JPH0799387B2 - Driving method of ceramics superconducting magnetic sensor - Google Patents

Description

DETAILED DESCRIPTION OF THE INVENTION <Industrial field of application> The present invention relates to a driving system for a highly sensitive superconducting magnetic sensor based on a new principle invented by the inventors.
More specifically, the present invention relates to a drive system of a superconducting magnetic sensor which is suitable for use in highly sensitive measurement in industrial fields and medical fields that require highly accurate, reliable, and stable magnetic field measurement.

<Prior art and its problems> Conventionally, a magnetoresistive effect element using a semiconductor or a magnetic body has been used for magnetic detection, but the magnetic field detection sensitivity is several.
It was about 100 gauss. Further, since the increase in resistance of the magnetoresistive effect element is proportional to the square of the magnetic field in a certain region, the increase in resistance is extremely small for low values of the magnetic field.

Furthermore, there is a SQUID magnetic flux sensor using a superconductor, but its structure is complicated and it requires cryogenic temperature.

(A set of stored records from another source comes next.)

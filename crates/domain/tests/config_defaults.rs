use mw_domain::config::Config;

#[test]
fn default_host_is_localhost() {
    let config = Config::default();
    assert_eq!(config.server.host, "127.0.0.1");
    assert_eq!(config.server.port, 8080);
}

#[test]
fn explicit_zero_host_parses() {
    let toml_str = r#"
[server]
host = "0.0.0.0"
port = 9000
"#;
    let config: Config = toml::from_str(toml_str).unwrap();
    assert_eq!(config.server.host, "0.0.0.0");
    assert_eq!(config.server.port, 9000);
}

#[test]
fn default_pipeline_knobs() {
    let config = Config::default();
    assert_eq!(config.pipeline.page_size, 20);
    assert_eq!(config.pipeline.window_size, 20);
    assert_eq!(config.pipeline.target_label, "sexist");
    assert_eq!(config.pipeline.threshold, 0.5);
}

#[test]
fn default_slack_auth_reads_bot_token_env() {
    let config = Config::default();
    assert_eq!(config.slack.auth.env.as_deref(), Some("SLACK_BOT_TOKEN"));
    assert_eq!(config.slack.base_url, "https://slack.com/api");
}

#[test]
fn classifier_base_url_derived_from_location() {
    let config = Config::default();
    assert_eq!(
        config.classifier.effective_base_url(),
        "https://us-central1-aiplatform.googleapis.com"
    );
}

#[test]
fn classifier_base_url_override_wins() {
    let toml_str = r#"
[classifier]
base_url = "http://localhost:9999"
"#;
    let config: Config = toml::from_str(toml_str).unwrap();
    assert_eq!(config.classifier.effective_base_url(), "http://localhost:9999");
}

#[test]
fn partial_pipeline_section_keeps_other_defaults() {
    let toml_str = r#"
[pipeline]
threshold = 0.8
"#;
    let config: Config = toml::from_str(toml_str).unwrap();
    assert_eq!(config.pipeline.threshold, 0.8);
    assert_eq!(config.pipeline.window_size, 20);
    assert_eq!(config.pipeline.target_label, "sexist");
}

#[test]
fn empty_config_parses_with_all_defaults() {
    let config: Config = toml::from_str("").unwrap();
    assert_eq!(config.pipeline.page_size, 20);
    assert_eq!(config.classifier.location, "us-central1");
    assert_eq!(config.classifier.max_retries, 0);
}
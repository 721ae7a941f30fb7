use serde::{Deserialize, Serialize};

// ━━━━━━━━━━━━━━━━━━━━━━━━━━━━━━━━━━━━━━━━━━━━━━━━━━━━━━━━━━━━━━━━━━
// Pipeline data model
// ━━━━━━━━━━━━━━━━━━━━━━━━━━━━━━━━━━━━━━━━━━━━━━━━━━━━━━━━━━━━━━━━━━

/// A user message pulled from a channel's history: resolved author display
/// string plus the raw text. Immutable once read.
#[derive(Debug, Clone, PartialEq, Eq, Serialize, Deserialize)]
pub struct Message {
    pub actor: String,
    pub text: String,
}

impl Message {
    pub fn new(actor: impl Into<String>, text: impl Into<String>) -> Self {
        Self {
            actor: actor.into(),
            text: text.into(),
        }
    }
}

/// A message that passed the target-label confidence threshold.
///
/// `confidence` is the classifier's score for the target label, in `[0, 1]`.
#[derive(Debug, Clone, PartialEq, Serialize, Deserialize)]
pub struct ScoredMessage {
    pub actor: String,
    pub text: String,
    pub confidence: f32,
}

// ━━━━━━━━━━━━━━━━━━━━━━━━━━━━━━━━━━━━━━━━━━━━━━━━━━━━━━━━━━━━━━━━━━
// Raw platform types
// ━━━━━━━━━━━━━━━━━━━━━━━━━━━━━━━━━━━━━━━━━━━━━━━━━━━━━━━━━━━━━━━━━━

/// One entry of a history page, before actor resolution.
///
/// `subtype` is empty or absent for primary user messages; system entries
/// (joins, edits, bot notices) carry a subtype and are filtered out.
#[derive(Debug, Clone, Deserialize)]
pub struct RawMessage {
    pub actor_id: String,
    pub text: String,
    #[serde(default)]
    pub subtype: Option<String>,
}

impl RawMessage {
    /// Whether this entry is a primary user message (no subtype).
    pub fn is_primary(&self) -> bool {
        self.subtype.as_deref().map_or(true, str::is_empty)
    }
}

/// One page of channel history. Transient; never retained past the page
/// that produced it.
#[derive(Debug, Clone)]
pub struct HistoryPage {
    pub messages: Vec<RawMessage>,
    pub has_more: bool,
    pub next_cursor: Option<String>,
}

/// Channel metadata returned by the pre-flight lookup.
#[derive(Debug, Clone)]
pub struct ChannelInfo {
    pub name: String,
    pub is_member: bool,
}

/// Directory record for an actor id.
#[derive(Debug, Clone)]
pub struct ActorProfile {
    pub full_name: String,
    pub display_name: String,
}

impl ActorProfile {
    /// Composite display string used everywhere downstream.
    pub fn display(&self) -> String {
        format!("{} ({})", self.full_name, self.display_name)
    }
}
//! Pipeline composition: channel pre-flight, extraction, classification.

use crate::batch::BatchClassifier;
use crate::history::HistoryReader;
use mw_connectors::{ChatPlatform, TextClassifier};
use mw_domain::config::PipelineConfig;
use mw_domain::error::Result;
use mw_domain::message::{Message, ScoredMessage};
use std::sync::Arc;

/// The full screening pipeline over a channel.
///
/// Holds the two remote collaborators plus tuning knobs; every invocation
/// runs start to finish with no state shared across invocations.
pub struct ScreeningPipeline {
    platform: Arc<dyn ChatPlatform>,
    classifier: Arc<dyn TextClassifier>,
    config: PipelineConfig,
}

impl ScreeningPipeline {
    pub fn new(
        platform: Arc<dyn ChatPlatform>,
        classifier: Arc<dyn TextClassifier>,
        config: PipelineConfig,
    ) -> Self {
        Self {
            platform,
            classifier,
            config,
        }
    }

    pub fn config(&self) -> &PipelineConfig {
        &self.config
    }

    /// Pre-flight: confirm the channel exists and the calling identity is
    /// a member, joining if necessary. Runs before any history fetch;
    /// failures surface as `ChannelNotFound` / `JoinForbidden`.
    pub async fn ensure_member(&self, channel_id: &str) -> Result<String> {
        let info = self.platform.channel_info(channel_id).await?;
        tracing::info!(channel = %info.name, "checking on channel");
        if !info.is_member {
            self.platform.join_channel(channel_id).await?;
            tracing::info!(channel = %info.name, "joined channel");
        }
        Ok(info.name)
    }

    /// Pre-flight plus full history extraction.
    pub async fn fetch_all_messages(&self, channel_id: &str) -> Result<Vec<Message>> {
        self.ensure_member(channel_id).await?;
        HistoryReader::new(self.platform.as_ref(), self.config.page_size)
            .fetch_all_messages(channel_id)
            .await
    }

    /// Classify externally supplied messages against the configured
    /// target label.
    pub async fn classify(
        &self,
        messages: &[Message],
        threshold: f32,
    ) -> Result<Vec<ScoredMessage>> {
        BatchClassifier::new(
            self.classifier.as_ref(),
            self.config.window_size,
            &self.config.target_label,
        )
        .classify(messages, threshold)
        .await
    }

    /// The composed operation: extract a channel's history and return the
    /// messages whose target-label confidence strictly exceeds
    /// `threshold`. Fails atomically; a failure in any stage yields no
    /// partial result.
    pub async fn extract_and_classify(
        &self,
        channel_id: &str,
        threshold: f32,
    ) -> Result<Vec<ScoredMessage>> {
        let messages = self.fetch_all_messages(channel_id).await?;
        tracing::info!(messages = messages.len(), "passing along messages");
        let scored = self.classify(&messages, threshold).await?;
        tracing::info!(flagged = scored.len(), "screening complete");
        Ok(scored)
    }
}
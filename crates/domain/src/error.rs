/// Shared error type used across all msgwatch crates.
#[derive(thiserror::Error, Debug)]
pub enum Error {
    #[error("IO: {0}")]
    Io(#[from] std::io::Error),

    #[error("JSON: {0}")]
    Json(#[from] serde_json::Error),

    #[error("HTTP: {0}")]
    Http(String),

    #[error("timeout: {0}")]
    Timeout(String),

    #[error("channel not found: {0}")]
    ChannelNotFound(String),

    #[error("could not join channel {channel}: {reason}")]
    JoinForbidden { channel: String, reason: String },

    #[error("could not find user: {0}")]
    ActorNotFound(String),

    #[error("history fetch failed: {0}")]
    HistoryFetchFailed(String),

    #[error("classification failed: {0}")]
    ClassificationFailed(String),

    #[error("label '{label}' absent from prediction {index}")]
    LabelNotFound { label: String, index: usize },

    #[error("classifier returned {got} results for {sent} instances")]
    ResultCountMismatch { sent: usize, got: usize },

    #[error("config: {0}")]
    Config(String),

    #[error("auth: {0}")]
    Auth(String),
}

pub type Result<T> = std::result::Result<T, Error>;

In order to solve the above-mentioned problems of the conventional magnetic sensor, the present inventors have previously made a patent application for "superconducting magnetic detection element" (Showa 62).
(Applied on July 29, 2002) As shown in FIG. 1, it has a very simple structure in which the current electrodes 2, 3 and the voltage electrodes 4, 5 are brought into contact with the ceramic superconductor element 1 as shown in FIG. Thus, we have proposed a ceramics superconducting magnetic sensor that produces an output voltage sensitively to an applied magnetic field H. However, when the operating characteristics were examined in detail, when a certain type of ceramics superconducting magnetic sensor changed its strength under a low magnetic field while a constant current was flowing, a hysteresis phenomenon as shown in FIG. 3 was observed. I found what to show. This hysteresis phenomenon causes an error in detecting a minute magnetic field.

The present invention was made in view of the above points, and an object thereof is to provide a driving method of a ceramics superconducting magnetic sensor that enables stable magnetic field detection even if there is a hysteresis phenomenon.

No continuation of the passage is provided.